Unlike Razor FF, the phase synchronized clock pulse is provided to both the main and the shadow FFs of canary FF. Since delay buffer is inserted in front of the shadow FF, the setup time condition becomes severer at the shadow FF than at the main FF In order to assure that shadow FF will cause a timing failure before the main FF, the delay value should be carefully determined. By combining canary FF with DVFS (Dynamic Voltage Frequency Scaling) mechanism, a large degree of power reduction can be achieved [7]. In order to adopt canary FF for ASIC design, the selective replacement method is proposed in [8]. By analyzing timing-error-prone paths of functional blocks, FFs at the end of those paths are replaced with canary FFs. This method uses logic-synthesis results from multiple cell libraries to search the candidate FFs for replacement. Hence it can be integrated into EDA tool. In [9], circuit design with the selective canary FFs replacement is presented in detail.

## 3 Timing Error Prediction by Canary FF

Canary FF consists of a pair of FFs, which are the main FF and the shadow FF, a delay buffer, and an XOR gate.
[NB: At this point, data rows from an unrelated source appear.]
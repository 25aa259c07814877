use crate::patreon::Patron;
use chrono::{DateTime, Duration, Utc};
use std::collections::BTreeMap;
use tracing::warn;

pub mod timestamp;

use timestamp::{TimestampError, parse_timestamp, to_utc};

/// Subscription-length tier, keyed by the exact pledge amount.
#[derive(Clone, Copy, Debug, PartialEq, Eq, PartialOrd, Ord, Hash)]
pub enum Tier {
    OneMonth,
    SixMonths,
    OneYear,
}

impl Tier {
    pub const ALL: [Tier; 3] = [Tier::OneMonth, Tier::SixMonths, Tier::OneYear];

    pub fn from_pledge_cents(cents: u64) -> Option<Self> {
        match cents {
            300 => Some(Tier::OneMonth),
            500 => Some(Tier::SixMonths),
            1500 => Some(Tier::OneYear),
            _ => None,
        }
    }

    pub fn key(self) -> &'static str {
        match self {
            Tier::OneMonth => "one_month",
            Tier::SixMonths => "six_months",
            Tier::OneYear => "one_year",
        }
    }

    /// Name shown to supporters.
    pub fn label(self) -> &'static str {
        match self {
            Tier::OneMonth => "NOTUS",
            Tier::SixMonths => "ZEPHYRUS",
            Tier::OneYear => "BOREAS",
        }
    }

    pub fn window(self) -> Duration {
        match self {
            Tier::OneMonth => Duration::days(30),
            Tier::SixMonths => Duration::days(180),
            Tier::OneYear => Duration::days(365),
        }
    }
}

/// Eligible patrons per tier, each bucket sorted by case-folded name.
#[derive(Debug, Clone, PartialEq, Eq)]
pub struct Buckets(BTreeMap<Tier, Vec<Patron>>);

impl Buckets {
    pub fn get(&self, tier: Tier) -> &[Patron] {
        self.0.get(&tier).map(Vec::as_slice).unwrap_or_default()
    }

    pub fn len(&self) -> usize {
        self.0.values().map(Vec::len).sum()
    }

    pub fn is_empty(&self) -> bool {
        self.len() == 0
    }

    /// Every bucketed patron, tiers in `Tier::ALL` order.
    pub fn iter(&self) -> impl Iterator<Item = (Tier, &Patron)> {
        self.0
            .iter()
            .flat_map(|(tier, patrons)| patrons.iter().map(move |p| (*tier, p)))
    }
}

pub fn classify(patrons: &[Patron]) -> Buckets {
    classify_at(patrons, Utc::now())
}

pub fn classify_at(patrons: &[Patron], now: DateTime<Utc>) -> Buckets {
    let mut buckets: BTreeMap<Tier, Vec<Patron>> =
        Tier::ALL.iter().map(|tier| (*tier, Vec::new())).collect();

    for patron in patrons {
        let Some(tier) = Tier::from_pledge_cents(patron.pledge_amount_cents) else {
            warn!(
                "Unknown pledge amount {} cents for {}",
                patron.pledge_amount_cents, patron.displayed_name
            );
            continue;
        };

        let charged_at = match parse_timestamp(&patron.last_payment_timestamp) {
            Ok(dt) => to_utc(dt),
            Err(TimestampError::Empty) => continue,
            Err(e) => {
                warn!(
                    "Could not parse date for patron {}: {}",
                    patron.displayed_name, e
                );
                continue;
            }
        };

        let Some(eligible_until) = charged_at.checked_add_signed(tier.window()) else {
            warn!(
                "Last charge date {} for patron {} is out of range",
                patron.last_payment_timestamp, patron.displayed_name
            );
            continue;
        };
        if eligible_until > now {
            if let Some(bucket) = buckets.get_mut(&tier) {
                bucket.push(patron.clone());
            }
        }
    }

    for bucket in buckets.values_mut() {
        bucket.sort_by_cached_key(|p| p.displayed_name.to_lowercase());
    }
    Buckets(buckets)
}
Its block diagram is shown in Figure 1. The phase synchronized clock is provided to both the main and shadow FFs. Delay buffer is inserted in front of the shadow FF, hence the setup timing constraint for the shadow FF becomes severer than that for the main FF. The setup timing of the shadow FF largely depends on the delay value. Figure 2 shows the dependence of the setup time on the delay value and on the supply voltage. The horizontal axe indicates the supply voltage and the vertical axe indicates setup time in pico-second. For the eight lines, m-ff and s-ff mean the main and shadow FFs, HL and LH mean the fall and the raise times, and d 1, d 2, and d 3 mean the unit delay, two times of the unit delay, and the three times of the unit delay, respectively. In order to calculate setup time of the shadow FF, we observe Q2 instead of Q1 in Figure 1. A unit delay buffer consists of two inverters. From Figure 2, we can find the followings. First, the setup time of the shadow FF increases proportionally to the delay value.



Figure1: Canary FF



Figure 2: Dependence of setup time on delay value and supply voltage

Second, the setup time increases non-linearly to the supply voltage. Third, the difference of the setup times between the main and shadow FFs increases gradually as the supply voltage is decreased.
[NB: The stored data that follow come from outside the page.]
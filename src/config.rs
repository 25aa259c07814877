use eyre::{Context, Report};
use serde_derive::{Deserialize, Serialize};
use std::path::{Path, PathBuf};
use std::time::Duration;

#[derive(Serialize, Deserialize, Debug, Clone)]
#[serde(default)]
pub struct Config {
    pub output_dir: PathBuf,
    pub credentials_file: PathBuf,
    pub api: ApiConfig,
    pub sentry: SentryConfig,
}

#[derive(Serialize, Deserialize, Debug, Clone)]
#[serde(default)]
pub struct ApiConfig {
    pub base_url: String,
    pub timeout_secs: u64,
}

#[derive(Serialize, Deserialize, Debug, Clone, Default)]
pub struct SentryConfig {
    pub dsn: Option<String>,
}

impl Default for Config {
    fn default() -> Self {
        Self {
            output_dir: PathBuf::from("_data"),
            credentials_file: PathBuf::from(".patreon.env"),
            api: ApiConfig::default(),
            sentry: SentryConfig::default(),
        }
    }
}

impl Default for ApiConfig {
    fn default() -> Self {
        Self {
            base_url: "https://www.patreon.com/api/oauth2/v2".to_string(),
            timeout_secs: 15,
        }
    }
}

impl ApiConfig {
    pub fn timeout(&self) -> Duration {
        Duration::from_secs(self.timeout_secs)
    }
}

impl Config {
    pub fn load(path: impl AsRef<Path>) -> Result<Self, Report> {
        let config = std::fs::read_to_string(path)?;
        toml::from_str(&config).wrap_err("Failed to parse config")
    }

    /// Like [`Config::load`], but a missing file yields the defaults.
    pub fn load_or_default(path: impl AsRef<Path>) -> Result<Self, Report> {
        let path = path.as_ref();
        if !path.exists() {
            return Ok(Self::default());
        }
        Self::load(path).wrap_err_with(|| format!("Failed to load {}", path.display()))
    }
}
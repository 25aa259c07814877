use std::collections::HashMap;
use std::fmt::Debug;
use std::path::Path;
use tracing::{debug, warn};

pub const ACCESS_TOKEN_VAR: &str = "PATREON_ACCESS_TOKEN";
pub const CAMPAIGN_ID_VAR: &str = "PATREON_CAMPAIGN_ID";

/// Token and campaign used for one run. Empty fields mean "not configured".
#[derive(Clone, Default, PartialEq, Eq)]
pub struct Credentials {
    pub access_token: String,
    pub campaign_id: String,
}

// The token must never end up in logs.
impl Debug for Credentials {
    fn fmt(&self, f: &mut std::fmt::Formatter<'_>) -> std::fmt::Result {
        f.debug_struct("Credentials")
            .field("access_token", &if self.access_token.is_empty() { "" } else { "***" })
            .field("campaign_id", &self.campaign_id)
            .finish()
    }
}

#[derive(thiserror::Error, Debug)]
pub enum CredentialsFileError {
    #[error("{0} does not exist")]
    Missing(String),
    #[error(transparent)]
    Dotenv(dotenvy::Error),
}

/// Key/value pairs read from a dotenv style credentials file.
#[derive(Debug, Clone, Default)]
pub struct CredentialsFile(HashMap<String, String>);

impl CredentialsFile {
    #[tracing::instrument]
    pub fn read(path: impl AsRef<Path> + Debug) -> Result<Self, CredentialsFileError> {
        let path = path.as_ref();
        let iter = dotenvy::from_path_iter(path).map_err(|e| {
            if e.not_found() {
                CredentialsFileError::Missing(path.display().to_string())
            } else {
                CredentialsFileError::Dotenv(e)
            }
        })?;
        let mut values = HashMap::new();
        for item in iter {
            let (key, value) = item.map_err(CredentialsFileError::Dotenv)?;
            values.insert(key, value);
        }
        Ok(Self(values))
    }

    pub fn get(&self, key: &str) -> Option<&str> {
        self.0.get(key).map(String::as_str)
    }
}

impl Credentials {
    pub fn is_complete(&self) -> bool {
        !self.access_token.is_empty() && !self.campaign_id.is_empty()
    }

    /// Resolves credentials from the process environment, falling back to `path`.
    pub fn resolve(path: impl AsRef<Path>) -> Self {
        Self::resolve_with(|key| std::env::var(key).ok(), path)
    }

    pub fn resolve_with(env: impl Fn(&str) -> Option<String>, path: impl AsRef<Path>) -> Self {
        let mut credentials = Credentials {
            access_token: env(ACCESS_TOKEN_VAR).unwrap_or_default(),
            campaign_id: env(CAMPAIGN_ID_VAR).unwrap_or_default(),
        };
        if credentials.is_complete() {
            return credentials;
        }

        let path = path.as_ref();
        match CredentialsFile::read(path) {
            Ok(file) => {
                debug!("Filling missing credentials from {}", path.display());
                if credentials.access_token.is_empty() {
                    credentials.access_token =
                        file.get(ACCESS_TOKEN_VAR).unwrap_or_default().to_string();
                }
                if credentials.campaign_id.is_empty() {
                    credentials.campaign_id =
                        file.get(CAMPAIGN_ID_VAR).unwrap_or_default().to_string();
                }
            }
            Err(CredentialsFileError::Missing(_)) => {}
            Err(e) => warn!(
                "Could not parse configuration from {}: {e}",
                path.display()
            ),
        }
        credentials
    }
}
As can be seen in Figure 1, a timing error is predicted by comparing the outputs of two FFs. If two values match, the system is operating in the safe zone and the supply voltage can be scaled down. If they do not match, the system enters into the unsafe zone and the timing error signal notifies the absence of safety margin.



Figure 3: Setup time constraint of canary FF

In this part, we analyze the setup timing constraint of canary FF to support the following discussion in this paper. The hold time constraint does not change even if the shadow FF is introduced because the delay buffer is inserted in front of the shadow FFs. Figure 3 shows the setup time constraint of canary FF. In this figure, we assume that the sequential element i is a conventional edge-triggered FF and the element j is an edge-triggered canary FFs. The setup times of the main and shadow FFs are denoted by  $T_{su-main}$  and  $T_{su-shadow}$ , respectively. Note that  $T_{su-shadow} \geq T_{su-main},$  as shown in Figure 3. The clock-to-Q delays of the main and shadow FFs are assumed to be same and it is denoted by  $T_{cq}$ . *P* is the cycle time. We do not distinguish between propagation and contamination delay (i.e. maximum and minimum delay) of  $T_{cq}$  for simple discussions. The maximum delay of combinational block between sequencing elements i and j is denoted by  $D_{ii}$ . We consider three situations:

1 No timing error occurred: Data is launched from FF *i* at the rising edge of clock and the latest result of computation from the combinational block has to arrive at canary FF *j* earlier than the setup time of both main and shadow FFs before the next rising edge of clock, which constitute the setup time constraint:

 $T_{cq} + D_{ij} \leq P - T_{su-shadow} \leq P - T_{su-main}$ Timing error predicted: If the latest result of computation from the combinational block arrive at canary FF *j* earlier than setup time of the main FF and later than setup time of the shadow FF, error prediction signal is notified, however the main FF still latch the correct data. So the FFs still can transfer data correctly.

 $\mathbf{2}$ 

 $P - T_{su-shadow} \le T_{cq} + D_{ij} \le P - T_{su-main}$ 

3 Timing error occurred: If the latest result of computation from the combinational block arrives at canary FF *j* later than setup time of main and shadow FFs, both the main and shadow FFs cannot latch the latest data, hence the error signal may not be notified. This will corrupts the sequence of the correct data transfer.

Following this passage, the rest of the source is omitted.